# What you need to do
Keep only the lines of the material below that contain the word "super". Copy those lines.

# Data for processing
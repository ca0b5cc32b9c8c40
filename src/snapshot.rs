//! Point-in-time bundle of one owner's records
//!
//! The analytics never reach into storage. Callers load all four
//! collections for an owner, wrap them in a `Snapshot`, and hand that to the
//! report functions. Refreshing after a write means loading a new snapshot.

use serde::{Deserialize, Serialize};

use crate::models::{Budget, Category, Expense, OwnerId, SavingsGoal};

/// Immutable view of an owner's records
#[derive(Debug, Clone, Default, PartialEq, Serialize, Deserialize)]
#[serde(rename_all = "camelCase")]
pub struct Snapshot {
    #[serde(default)]
    pub expenses: Vec<Expense>,
    #[serde(default)]
    pub categories: Vec<Category>,
    #[serde(default)]
    pub budget: Option<Budget>,
    #[serde(default)]
    pub savings_goals: Vec<SavingsGoal>,
}

impl Snapshot {
    pub fn new(
        expenses: Vec<Expense>,
        categories: Vec<Category>,
        budget: Option<Budget>,
        savings_goals: Vec<SavingsGoal>,
    ) -> Self {
        Self {
            expenses,
            categories,
            budget,
            savings_goals,
        }
    }

    /// Keep only the records belonging to `owner`
    pub fn for_owner(&self, owner: &OwnerId) -> Self {
        Self {
            expenses: self
                .expenses
                .iter()
                .filter(|e| &e.owner == owner)
                .cloned()
                .collect(),
            categories: self
                .categories
                .iter()
                .filter(|c| &c.owner == owner)
                .cloned()
                .collect(),
            budget: self.budget.clone().filter(|b| &b.owner == owner),
            savings_goals: self
                .savings_goals
                .iter()
                .filter(|g| &g.owner == owner)
                .cloned()
                .collect(),
        }
    }

    pub fn is_empty(&self) -> bool {
        self.expenses.is_empty()
            && self.categories.is_empty()
            && self.budget.is_none()
            && self.savings_goals.is_empty()
    }
}

#[cfg(test)]
mod tests {
    use super::*;
    use crate::models::{CategoryId, Money};
    use chrono::NaiveDate;

    #[test]
    fn test_for_owner_filters_every_collection() {
        let me = OwnerId::from("me");
        let other = OwnerId::from("other");
        let date = NaiveDate::from_ymd_opt(2025, 1, 5)
            .unwrap()
            .and_hms_opt(9, 0, 0)
            .unwrap();

        let snapshot = Snapshot::new(
            vec![
                Expense::new(me.clone(), Money::from_units(5), "Tea", CategoryId::from("f"), date),
                Expense::new(other.clone(), Money::from_units(9), "Cab", CategoryId::from("t"), date),
            ],
            vec![Category::new(other.clone(), "Travel", "bg-green-500")],
            Some(Budget::new(other)),
            vec![SavingsGoal::new(me.clone(), "Bike", Money::from_units(300))],
        );

        let mine = snapshot.for_owner(&me);
        assert_eq!(mine.expenses.len(), 1);
        assert!(mine.categories.is_empty());
        assert!(mine.budget.is_none());
        assert_eq!(mine.savings_goals.len(), 1);
        assert!(!mine.is_empty());
        assert!(Snapshot::default().is_empty());
    }
}
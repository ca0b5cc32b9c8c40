//! Budget model
//!
//! One budget document per owner: a monthly ceiling plus optional
//! per-category ceilings. An absent ceiling is kept distinct from a stored
//! zero throughout.

use serde::{Deserialize, Serialize};
use std::collections::BTreeMap;
use std::fmt;

use super::ids::{CategoryId, OwnerId};
use super::money::Money;

/// Monthly ceiling used when none has been set
pub const DEFAULT_MONTHLY_LIMIT: Money = Money::from_units(1000);

/// An owner's budget
#[derive(Debug, Clone, PartialEq, Serialize, Deserialize)]
#[serde(rename_all = "camelCase")]
pub struct Budget {
    /// Owner of the budget
    #[serde(rename = "userId")]
    pub owner: OwnerId,

    /// Monthly ceiling, if one was set
    #[serde(
        default,
        rename = "monthlyBudget",
        skip_serializing_if = "Option::is_none"
    )]
    pub monthly_limit: Option<Money>,

    /// Per-category ceilings keyed by category id
    #[serde(default, rename = "categories")]
    pub category_limits: BTreeMap<CategoryId, Money>,
}

impl Budget {
    /// Create an empty budget for an owner
    pub fn new(owner: OwnerId) -> Self {
        Self {
            owner,
            monthly_limit: None,
            category_limits: BTreeMap::new(),
        }
    }

    /// The monthly ceiling to evaluate against
    ///
    /// An unset or zero ceiling falls back to `fallback`.
    pub fn effective_monthly_limit(&self, fallback: Money) -> Money {
        match self.monthly_limit {
            Some(limit) if !limit.is_zero() => limit,
            _ => fallback,
        }
    }

    /// The stored ceiling for a category, if any
    pub fn category_limit(&self, category: &CategoryId) -> Option<Money> {
        self.category_limits.get(category).copied()
    }

    /// Set or replace a category ceiling
    pub fn set_category_limit(&mut self, category: CategoryId, limit: Money) {
        self.category_limits.insert(category, limit);
    }

    /// Remove a category ceiling
    pub fn clear_category_limit(&mut self, category: &CategoryId) -> Option<Money> {
        self.category_limits.remove(category)
    }

    /// Ceilings that take part in evaluation (strictly positive)
    pub fn active_category_limits(&self) -> impl Iterator<Item = (&CategoryId, Money)> {
        self.category_limits
            .iter()
            .filter(|(_, limit)| limit.is_positive())
            .map(|(id, limit)| (id, *limit))
    }

    /// Validate the budget before it is written
    pub fn validate(&self) -> Result<(), BudgetValidationError> {
        if self.monthly_limit.map_or(false, |limit| limit.is_negative()) {
            return Err(BudgetValidationError::NegativeMonthly);
        }

        if let Some((id, _)) = self
            .category_limits
            .iter()
            .find(|(_, limit)| limit.is_negative())
        {
            return Err(BudgetValidationError::NegativeCategory(id.clone()));
        }

        Ok(())
    }
}

/// Validation errors for budgets
#[derive(Debug, Clone, PartialEq, Eq)]
pub enum BudgetValidationError {
    NegativeMonthly,
    NegativeCategory(CategoryId),
}

impl fmt::Display for BudgetValidationError {
    fn fmt(&self, f: &mut fmt::Formatter<'_>) -> fmt::Result {
        match self {
            Self::NegativeMonthly => write!(f, "Monthly budget cannot be negative"),
            Self::NegativeCategory(id) => {
                write!(f, "Budget for category {} cannot be negative", id)
            }
        }
    }
}

impl std::error::Error for BudgetValidationError {}

/// Monthly ceiling for an optional budget
pub fn monthly_limit_or(budget: Option<&Budget>, fallback: Money) -> Money {
    budget
        .map(|b| b.effective_monthly_limit(fallback))
        .unwrap_or(fallback)
}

# Reply to the exercise
    use super::*;
use super::ids::{CategoryId, OwnerId};
use super::money::Money;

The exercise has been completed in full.